[[ Information given open ]]

use crate::area::QuarterDiskRule;
use crate::config::HitcheckConfig;
use crate::error::CheckError;
use crate::form::FormFields;
use crate::history::ResultLog;
use crate::result::CheckResult;
use crate::validate::validate;
use chrono::Local;
use std::io::{ErrorKind, Read};
use std::panic::{self, AssertUnwindSafe};
use std::sync::Arc;
use std::time::Instant;
use tracing::{debug, error, warn};

pub const FORM_CONTENT_TYPE: &str = "application/x-www-form-urlencoded";
pub const JSON_CONTENT_TYPE: &str = "application/json; charset=utf-8";

/// Transport-independent view of one incoming request.
///
/// Header values are passed through untouched; the handler owns all
/// checks on them.
pub struct FormRequest<'a, R> {
    pub method: &'a str,
    pub content_type: Option<&'a str>,
    pub content_length: Option<&'a str>,
    pub body: R,
}

/// Status, extra headers and JSON body to send back.
#[derive(Debug, Clone, PartialEq, Eq)]
pub struct Reply {
    pub status: u16,
    pub headers: Vec<(&'static str, &'static str)>,
    pub body: Vec<u8>,
}

impl Reply {
    pub fn ok(body: String) -> Self {
        Self { status: 200, headers: Vec::new(), body: body.into_bytes() }
    }

    pub fn from_error(err: &CheckError) -> Self {
        let mut headers = Vec::new();
        if matches!(err, CheckError::MethodNotAllowed(_)) {
            headers.push(("allow", "POST"));
        }
        Self { status: err.status_code(), headers, body: err.to_json_body() }
    }

    pub fn body_str(&self) -> &str {
        std::str::from_utf8(&self.body).unwrap_or("")
    }
}

/// Runs one check: framing, decoding, validation, the area test, and the
/// append to the shared log.
pub struct CheckHandler {
    log: Arc<ResultLog>,
    rule: QuarterDiskRule,
    max_body_bytes: usize,
}

impl CheckHandler {
    pub fn new(log: Arc<ResultLog>, rule: QuarterDiskRule, max_body_bytes: usize) -> Self {
        Self { log, rule, max_body_bytes }
    }

    pub fn from_config(log: Arc<ResultLog>, config: &HitcheckConfig) -> Self {
        Self::new(log, config.area.quarter_disk, config.server.max_body_bytes)
    }

    pub fn log(&self) -> &Arc<ResultLog> {
        &self.log
    }

    pub fn rule(&self) -> QuarterDiskRule {
        self.rule
    }

    /// Handle one request. Always produces a reply; faults become 500.
    pub fn handle<R: Read>(&self, req: FormRequest<'_, R>) -> Reply {
        let started = Instant::now();
        let method = req.method.to_string();

        match panic::catch_unwind(AssertUnwindSafe(|| self.process(req, started))) {
            Ok(Ok(json)) => Reply::ok(json),
            Ok(Err(e)) => {
                if e.is_internal() {
                    error!(method = %method, error = %e, "Check failed");
                } else {
                    warn!(method = %method, error = %e, "Check rejected");
                }
                Reply::from_error(&e)
            }
            Err(_) => {
                let e = CheckError::Internal("handler panicked".into());
                error!(method = %method, error = %e, "Check failed");
                Reply::from_error(&e)
            }
        }
    }

    fn process<R: Read>(&self, req: FormRequest<'_, R>, started: Instant) -> Result<String, CheckError> {
        if !req.method.eq_ignore_ascii_case(http::Method::POST.as_str()) {
            return Err(CheckError::MethodNotAllowed(req.method.to_string()));
        }

        match req.content_type {
            Some(ct) if ct.starts_with(FORM_CONTENT_TYPE) => {}
            other => return Err(CheckError::BadContentType(other.map(str::to_string))),
        }

        let length = parse_content_length(req.content_length)?;
        if length > self.max_body_bytes {
            return Err(CheckError::PayloadTooLarge { length, limit: self.max_body_bytes });
        }

        let body = read_exact_body(req.body, length)?;
        let fields = FormFields::parse(&String::from_utf8_lossy(&body));
        let submission = validate(&fields)?;

        let hit = submission.is_hit(self.rule);
        let elapsed = started.elapsed();
        let result = CheckResult::new(submission, hit, Local::now().naive_local(), elapsed);
        debug!(x = %result.x, y = %result.y, r = %result.r, hit, "Check recorded");

        Ok(self.log.record(result)?)
    }
}

/// Parse a Content-Length header value into a positive byte count.
pub fn parse_content_length(raw: Option<&str>) -> Result<usize, CheckError> {
    let raw = raw.ok_or(CheckError::ContentLengthMissing)?;
    let n: i64 = raw
        .trim()
        .parse()
        .map_err(|_| CheckError::ContentLengthInvalid(raw.to_string()))?;
    if n <= 0 {
        return Err(CheckError::ContentLengthNotPositive(n));
    }
    usize::try_from(n).map_err(|_| CheckError::ContentLengthInvalid(raw.to_string()))
}

/// Read exactly `expected` bytes, failing if the stream ends first.
fn read_exact_body<R: Read>(mut body: R, expected: usize) -> Result<Vec<u8>, CheckError> {
    let mut buf = vec![0u8; expected];
    let mut got = 0;
    while got < expected {
        match body.read(&mut buf[got..]) {
            Ok(0) => break,
            Ok(n) => got += n,
            Err(e) if e.kind() == ErrorKind::Interrupted => continue,
            Err(e) => return Err(e.into()),
        }
    }
    if got != expected {
        return Err(CheckError::IncompleteRead { expected, got });
    }
    Ok(buf)
}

[[ Information given closed ]]

Task statement: In the data above, find the line with "headers, body: err.to_json_body()" and the line with "pub fn from_config(log: Arc<ResultLog>, config: &HitcheckConfig)". Retype both, plus every line between them, exactly.

Answer to this problem:
        Self { status: err.status_code(), headers, body: err.to_json_body() }
    }

    pub fn body_str(&self) -> &str {
        std::str::from_utf8(&self.body).unwrap_or("")
    }
}

/// Runs one check: framing, decoding, validation, the area test, and the
/// append to the shared log.
pub struct CheckHandler {
    log: Arc<ResultLog>,
    rule: QuarterDiskRule,
    max_body_bytes: usize,
}

impl CheckHandler {
    pub fn new(log: Arc<ResultLog>, rule: QuarterDiskRule, max_body_bytes: usize) -> Self {
        Self { log, rule, max_body_bytes }
    }

    pub fn from_config(log: Arc<ResultLog>, config: &HitcheckConfig) -> Self {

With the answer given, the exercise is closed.